A December 2020 study by UC Berkeley and Google researchers utilized a deep neural network to analyze facial expressions in six million YouTube clips representing people from over 140 countries. The study found that, despite socio-cultural differences, people around the world tended to use about 70% of the same facial expressions in response to different emotional stimuli and situations.[1]

The study’s researchers also published a fascinating interactive map to demonstrate how their machine learning technology assessed various facial expressions and determined subtle differences in emotional responses.

This study highlights the social importance of facial expressions because whether or not we’re consciously aware of them—by gazing into a mirror or your screen on a video conferencing platform—how we present our faces to others can have tremendous impacts on their perceptions of us, our confidence, and our emotional states.
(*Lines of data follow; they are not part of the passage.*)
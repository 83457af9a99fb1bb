//! Metadata storage layer.
//!
//! The metadata store keeps one record per uploaded file.  The
//! [`store::MetadataStore`] trait defines the interface;
//! [`mongo::MongoMetadataStore`] is the production implementation,
//! [`sqlite::SqliteMetadataStore`] a single-file alternative and
//! [`memory::MemoryMetadataStore`] the test double.

pub mod memory;
pub mod mongo;
pub mod sqlite;
pub mod store;

use std::sync::Arc;

use tracing::info;

pub use store::{FileRecord, MetadataStore, NewFileRecord};

use crate::config::MetadataConfig;

/// Open the metadata store selected by `config.engine`.
pub async fn from_config(config: &MetadataConfig) -> anyhow::Result<Arc<dyn MetadataStore>> {
    match config.engine.as_str() {
        "mongodb" => Ok(Arc::new(
            mongo::MongoMetadataStore::connect(&config.mongodb).await?,
        )),
        "sqlite" => {
            let path = &config.sqlite.path;
            if let Some(parent) = std::path::Path::new(path).parent() {
                std::fs::create_dir_all(parent)?;
            }
            let store = sqlite::SqliteMetadataStore::new(path)?;
            info!("SQLite metadata store initialized at {}", path);
            Ok(Arc::new(store))
        }
        "memory" => Ok(Arc::new(memory::MemoryMetadataStore::new())),
        other => anyhow::bail!("unknown metadata engine '{other}'"),
    }
}

#[cfg(test)]
mod tests {
    use super::*;

    #[tokio::test]
    async fn test_from_config_sqlite_creates_parent_dir() {
        let dir = tempfile::tempdir().unwrap();
        let mut config = MetadataConfig::default();
        config.engine = "sqlite".to_string();
        config.sqlite.path = dir
            .path()
            .join("nested/meta.db")
            .to_str()
            .unwrap()
            .to_string();

        let store = from_config(&config).await.unwrap();
        store.ping().await.unwrap();
        assert!(dir.path().join("nested/meta.db").exists());
    }

    #[tokio::test]
    async fn test_from_config_unknown_engine() {
        let mut config = MetadataConfig::default();
        config.engine = "redis".to_string();
        assert!(from_config(&config).await.is_err());
    }
}
//! Prometheus metrics for picvault.
//!
//! Installs a global Prometheus recorder using `metrics-exporter-prometheus`,
//! defines metric name constants, provides a Tower-compatible middleware for
//! HTTP RED metrics, and exposes the `/metrics` endpoint handler.

use axum::http::{Request, StatusCode};
use axum::response::{IntoResponse, Response};
use metrics::{counter, describe_counter, describe_histogram, histogram};
use metrics_exporter_prometheus::{PrometheusBuilder, PrometheusHandle};
use std::sync::OnceLock;
use std::time::Instant;

// -- Metric name constants ----------------------------------------------------

/// Total HTTP requests (counter). Labels: method, path, status.
pub const HTTP_REQUESTS_TOTAL: &str = "picvault_http_requests_total";

/// HTTP request duration in seconds (histogram). Labels: method, path.
pub const HTTP_REQUEST_DURATION_SECONDS: &str = "picvault_http_request_duration_seconds";

/// Upload attempts (counter). Labels: status (`success` or `error`).
pub const UPLOADS_TOTAL: &str = "picvault_uploads_total";

/// Bytes written to object storage by successful uploads (counter).
pub const UPLOAD_BYTES_TOTAL: &str = "picvault_upload_bytes_total";

/// Signed URLs minted (counter). Labels: operation (`upload`, `view`, `compressed`).
pub const URLS_SIGNED_TOTAL: &str = "picvault_urls_signed_total";

// -- Global recorder installation ---------------------------------------------

static PROMETHEUS_HANDLE: OnceLock<PrometheusHandle> = OnceLock::new();

/// Install the global Prometheus metrics recorder. Idempotent -- safe to call
/// multiple times (e.g. in tests).
pub fn init_metrics() -> anyhow::Result<&'static PrometheusHandle> {
    if let Some(handle) = PROMETHEUS_HANDLE.get() {
        return Ok(handle);
    }
    let handle = PrometheusBuilder::new().install_recorder()?;
    Ok(PROMETHEUS_HANDLE.get_or_init(|| handle))
}

/// Register metric descriptions with the global recorder. Call once after
/// `init_metrics()`.
pub fn describe_metrics() {
    describe_counter!(HTTP_REQUESTS_TOTAL, "Total HTTP requests");
    describe_histogram!(
        HTTP_REQUEST_DURATION_SECONDS,
        "HTTP request duration in seconds"
    );
    describe_counter!(UPLOADS_TOTAL, "Image uploads by outcome");
    describe_counter!(UPLOAD_BYTES_TOTAL, "Bytes stored by successful uploads");
    describe_counter!(URLS_SIGNED_TOTAL, "Signed read URLs by operation");
}

// -- Metrics middleware -------------------------------------------------------

/// Axum middleware that records HTTP RED metrics for every request.
///
/// Excludes `/metrics` from self-instrumentation.
pub async fn metrics_middleware(
    req: Request<axum::body::Body>,
    next: axum::middleware::Next,
) -> Response {
    if req.uri().path() == "/metrics" {
        return next.run(req).await;
    }

    let method = req.method().to_string();
    let path = normalize_path(req.uri().path());

    let start = Instant::now();
    let response = next.run(req).await;
    let duration = start.elapsed().as_secs_f64();
    let status = response.status().as_u16().to_string();

    counter!(HTTP_REQUESTS_TOTAL, "method" => method.clone(), "path" => path, "status" => status).increment(1);
    histogram!(HTTP_REQUEST_DURATION_SECONDS, "method" => method, "path" => path).record(duration);

    response
}

// -- Path normalization -------------------------------------------------------

/// Map a request path to a route template for metric labels, so record
/// ids and static file names do not create one series each.
///
/// - `/api/images/view-image/65a1...` -> `/api/images/view-image/{id}`
/// - `/objects/picvault/images/...` -> `/objects/{key}`
/// - `/logo.png` -> `/{static}`
fn normalize_path(path: &str) -> &'static str {
    match path {
        "/health" => "/health",
        "/openapi.json" => "/openapi.json",
        "/metrics" => "/metrics",
        "/api/images/upload" => "/api/images/upload",
        _ if path.starts_with("/api/images/view-image/") => "/api/images/view-image/{id}",
        _ if path.starts_with("/api/") => "/api/{unknown}",
        _ if path.starts_with("/objects/") => "/objects/{key}",
        _ => "/{static}",
    }
}

// -- Metrics endpoint handler -------------------------------------------------

/// `GET /metrics` -- Render Prometheus exposition format text.
pub async fn metrics_handler() -> Response {
    match PROMETHEUS_HANDLE.get() {
        Some(handle) => (
            StatusCode::OK,
            [("content-type", "text/plain; version=0.0.4")],
            handle.render(),
        )
            .into_response(),
        None => (StatusCode::NOT_FOUND, "metrics disabled").into_response(),
    }
}

// -- Tests --------------------------------------------------------------------
use crate::errors::{generate_request_id, REQUEST_ID_HEADER};
use crate::handlers::objects::{get_object, OBJECTS_ROUTE};
use crate::handlers::upload::upload_image;
use crate::handlers::view::view_image;
use crate::metrics::{metrics_handler, metrics_middleware};
use crate::spool::MULTIPART_OVERHEAD_BYTES;
use crate::AppState;

// -- OpenAPI specification ----------------------------------------------------

#[derive(OpenApi)]
#[openapi(
    info(
        title = "picvault API",
        version = "0.1.0",
        description = "Image upload service with signed, time-limited access URLs"
    ),
    paths(
        health_check,
        crate::handlers::upload::upload_image,
        crate::handlers::view::view_image,
    ),
    tags(
        (name = "Health", description = "Health check endpoints"),
        (name = "Images", description = "Upload and URL reissue"),
    )
)]
pub struct ApiDoc;

/// Build the axum [`Router`].
///
/// The returned router is ready to be passed to `axum::serve`.
pub fn app(state: Arc<AppState>) -> Router {
    let server = &state.config.server;
    let observability = &state.config.observability;

    let images = Router::new()
        .route("/upload", post(upload_image))
        .route("/view-image/:id", get(view_image));

    let mut router = Router::new()
        .nest("/api/images", images)
        .route("/openapi.json", get(openapi_json));

    if observability.health_check {
        router = router.route("/health", get(health_check));
    }
    if observability.metrics {
        router = router.route("/metrics", get(metrics_handler));
    }
    if !state.local_buckets.is_empty() {
        router = router.route(&format!("{OBJECTS_ROUTE}/*path"), get(get_object));
    }
    if let Some(dir) = &server.static_dir {
        router = router.fallback_service(ServeDir::new(dir));
    }

    let mut router = router
        .with_state(state.clone())
        // Applies to the multipart extractor; overruns surface as 413.
        .layer(DefaultBodyLimit::max(
            server.max_upload_bytes.saturating_add(MULTIPART_OVERHEAD_BYTES),
        ))
        .layer(middleware::from_fn(common_headers_middleware));

    if server.cors_allow_any_origin {
        router = router.layer(CorsLayer::permissive());
    }

    router
        .layer(TraceLayer::new_for_http())
        // metrics_middleware is outermost (captures full request lifecycle).
        .layer(middleware::from_fn(metrics_middleware))
}

// -- Common headers middleware -----------------------------------------------

/// Adds `x-request-id` (unless the error path already set one), `date`
/// and `server` to every response.
async fn common_headers_middleware(req: Request<axum::body::Body>, next: Next) -> Response {
    let mut response = next.run(req).await;
    let headers = response.headers_mut();

    if !headers.contains_key(REQUEST_ID_HEADER) {
        if let Ok(value) = HeaderValue::from_str(&generate_request_id()) {
            headers.insert(REQUEST_ID_HEADER, value);
        }
    }

    let date = httpdate::fmt_http_date(std::time::SystemTime::now());
    if let Ok(value) = HeaderValue::from_str(&date) {
        headers.insert("date", value);
    }
    headers.insert("server", HeaderValue::from_static("picvault"));

    response
}

// -- Health / OpenAPI --------------------------------------------------------

#[utoipa::path(
    get,
    path = "/health",
    tag = "Health",
    operation_id = "HealthCheck",
    responses(
        (status = 200, description = "Service and metadata store reachable"),
        (status = 503, description = "Metadata store unreachable")
    )
)]
async fn health_check(State(state): State<Arc<AppState>>) -> Response {
    match state.metadata.ping().await {
        Ok(()) => (StatusCode::OK, Json(serde_json::json!({ "status": "ok" }))).into_response(),
        Err(e) => {
            warn!(error = %e, "Health check: metadata store unreachable");
            (
                StatusCode::SERVICE_UNAVAILABLE,
                Json(serde_json::json!({ "status": "error", "error": e.to_string() })),
            )
                .into_response()
        }
    }
}

async fn openapi_json() -> Json<utoipa::openapi::OpenApi> {
    Json(ApiDoc::openapi())
}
This awareness is the essential first step towards

2. Relax Your Face

New research on bruxism and facial tension found the stresses and anxieties of Covid-19 lockdowns led to considerable increases in orofacial pain, jaw-clenching, and teeth grinding, particularly among women.[2]

The National Institute of Dental and Craniofacial Research estimates that more than 10 million Americans alone have temporomandibular joint dysfunction (TMJ syndrome), and facial tension can lead to other complications such as insomnia, wrinkles, dry skin, and dark, puffy bags under your eyes.[3])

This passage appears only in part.